Communities at Washington College transitioned to digital this past week after Community Coordinator of Residential Life Michael Nichols ‘22 launched a campus Minecraft server.
Nichols first sent out an interest email to students on the afternoon of Wednesday, Nov. 1. In the communication was a link to a feedback form where respondents could express their opinions on the idea, whether supportive or against. According to Nichols, though, the response was overwhelmingly positive.
The form elicited 45 students’ responses, with only three of them expressing disinterest.
Prior to graduating, Nichols said that he and his college friend group would keep in touch over breaks by playing on a Minecraft server together — this is where his wider idea originated from. It’s also not just exclusive to WC, as University of Texas at Dallas and Kansas State University both have their own servers for their students.
“Since the barrier of entry was low, and interest was pretty high, I figured there was very little to lose and potentially a significant amount to gain,” Nichols said.
The official server launched on Friday, Nov. 3, as was announced in another email to the campus. It also informed students that The End, a particular section within the game, will be disabled until server attendance is solidified.
Nichols also laid out a set of ten rules for participants. This list included reminders to be respectful, avoid discriminatory language and destructive actions, and to use no cheats or hacks. The 10th point stated that all members of the server must abide by the WC Honor Code.
According to Nichols, the initial feedback form expressed concerns that the platform would grow a toxic environment similar to that of the anonymous app YikYak. He said that the guidelines would hopefully act as a measure to “counteract” this.
To be added to the server, students must fill out a form sent on the Nov. 3 email. It includes various blanks for information, including confirmation that one agrees to the rules and the version of Minecraft they plan to play on.

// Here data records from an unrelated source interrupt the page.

use std::path::PathBuf;

use crate::error::AppError;
use crate::models::Post;

/// Renders the static HTML skeletons in the template directory.
///
/// Templates are re-read from disk on every call; nothing is cached.
/// Placeholders look like `<%= post.title %>` and every occurrence of a
/// placeholder is replaced. Values are substituted raw: stored content is
/// NOT HTML-escaped before it lands in the page.
#[derive(Debug, Clone)]
pub struct Templates {
    dir: PathBuf,
}

impl Templates {
    pub fn new(dir: impl Into<PathBuf>) -> Self {
        Templates { dir: dir.into() }
    }

    /// Read a template file verbatim, without substitution.
    pub async fn load(&self, name: &str) -> Result<String, AppError> {
        let path = self.dir.join(name);
        let html = tokio::fs::read_to_string(&path).await.map_err(|e| {
            tracing::error!("Failed to read template {}: {}", path.display(), e);
            AppError::Io(e)
        })?;
        Ok(html)
    }

    /// Read a template and substitute each `(key, value)` pair into every
    /// `<%= key %>` occurrence.
    pub async fn render(&self, name: &str, values: &[(&str, &str)]) -> Result<String, AppError> {
        let mut html = self.load(name).await?;
        for (key, value) in values {
            html = html.replace(&format!("<%= {} %>", key), value);
        }
        Ok(html)
    }
}

/// Build the heading-plus-link-list fragment used by the index and search
/// pages: one `<li>` anchor per post, linking to its detail view.
pub fn post_links(heading: &str, posts: &[Post]) -> String {
    let mut html = format!("<h1>{}</h1>", heading);
    html.push_str("<ul>");
    for post in posts {
        html.push_str(&format!(
            "<li><a href=\"/post?id={}\">{}</a></li>",
            post.id, post.title
        ));
    }
    html.push_str("</ul>");
    html
}

#[cfg(test)]
mod tests {
    use super::*;

    fn templates_with(name: &str, body: &str) -> (tempfile::TempDir, Templates) {
        let tmp = tempfile::tempdir().expect("Failed to create temp dir");
        std::fs::write(tmp.path().join(name), body).expect("Failed to write template");
        let templates = Templates::new(tmp.path());
        (tmp, templates)
    }

    #[tokio::test]
    async fn test_render_replaces_every_occurrence() {
        let (_tmp, templates) = templates_with(
            "post.html",
            "<title><%= post.title %></title><h1><%= post.title %></h1><p><%= post.content %></p>",
        );

        let html = templates
            .render("post.html", &[("post.title", "A"), ("post.content", "B")])
            .await
            .expect("Failed to render");

        assert_eq!(html, "<title>A</title><h1>A</h1><p>B</p>");
    }

    #[tokio::test]
    async fn test_render_does_not_escape_html() {
        let (_tmp, templates) = templates_with("post.html", "<div><%= post.content %></div>");

        let html = templates
            .render("post.html", &[("post.content", "<script>alert(1)</script>")])
            .await
            .expect("Failed to render");

        assert_eq!(html, "<div><script>alert(1)</script></div>");
    }

    #[tokio::test]
    async fn test_render_leaves_unknown_placeholders() {
        let (_tmp, templates) = templates_with("edit.html", "<%= post.id %>/<%= post.title %>");

        let html = templates
            .render("edit.html", &[("post.id", "7")])
            .await
            .expect("Failed to render");

        assert_eq!(html, "7/<%= post.title %>");
    }

    #[tokio::test]
    async fn test_missing_template_is_an_error() {
        let tmp = tempfile::tempdir().expect("Failed to create temp dir");
        let templates = Templates::new(tmp.path());

        let result = templates.load("nope.html").await;
        assert!(matches!(result, Err(AppError::Io(_))));
    }

    #[test]
    fn test_post_links_fragment() {
        let posts = vec![
            Post {
                id: 1,
                title: "첫 번째".to_string(),
                content: "c".to_string(),
                image_url1: "a".to_string(),
                image_url2: "b".to_string(),
                image_url3: "c".to_string(),
                image_url4: "d".to_string(),
            },
            Post {
                id: 2,
                title: "두 번째".to_string(),
                content: "c".to_string(),
                image_url1: "a".to_string(),
                image_url2: "b".to_string(),
                image_url3: "c".to_string(),
                image_url4: "d".to_string(),
            },
        ];

        let html = post_links("검색 결과", &posts);

        assert!(html.starts_with("<h1>검색 결과</h1><ul>"));
        assert!(html.contains("<li><a href=\"/post?id=1\">첫 번째</a></li>"));
        assert!(html.contains("<li><a href=\"/post?id=2\">두 번째</a></li>"));
        assert!(html.ends_with("</ul>"));
    }

    #[test]
    fn test_post_links_with_no_posts() {
        let html = post_links("이상향 월드컵", &[]);
        assert_eq!(html, "<h1>이상향 월드컵</h1><ul></ul>");
    }
}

Once they submit their answers, Nichols adds them to the server white list. Only people added to this list are allowed to access the server, preventing any outside players from joining. Nichols said that 33 students have applied so far.
Depending on the day, they are seeing periods of play with up to 10 concurrent players. Nichols expects this number to increase once WC goes on break and “people don’t have to worry about classes.”
While the server will be open year-round, it is expected that the server will see its highest traffic when students are separated and seeking connection.
“The thing about college is that when a large break arrives, most people end up going home,” Nichols said. “We have people here from different states, coasts, and even countries, so we wanted to provide them with something they could do together to maintain their current communities even while apart.”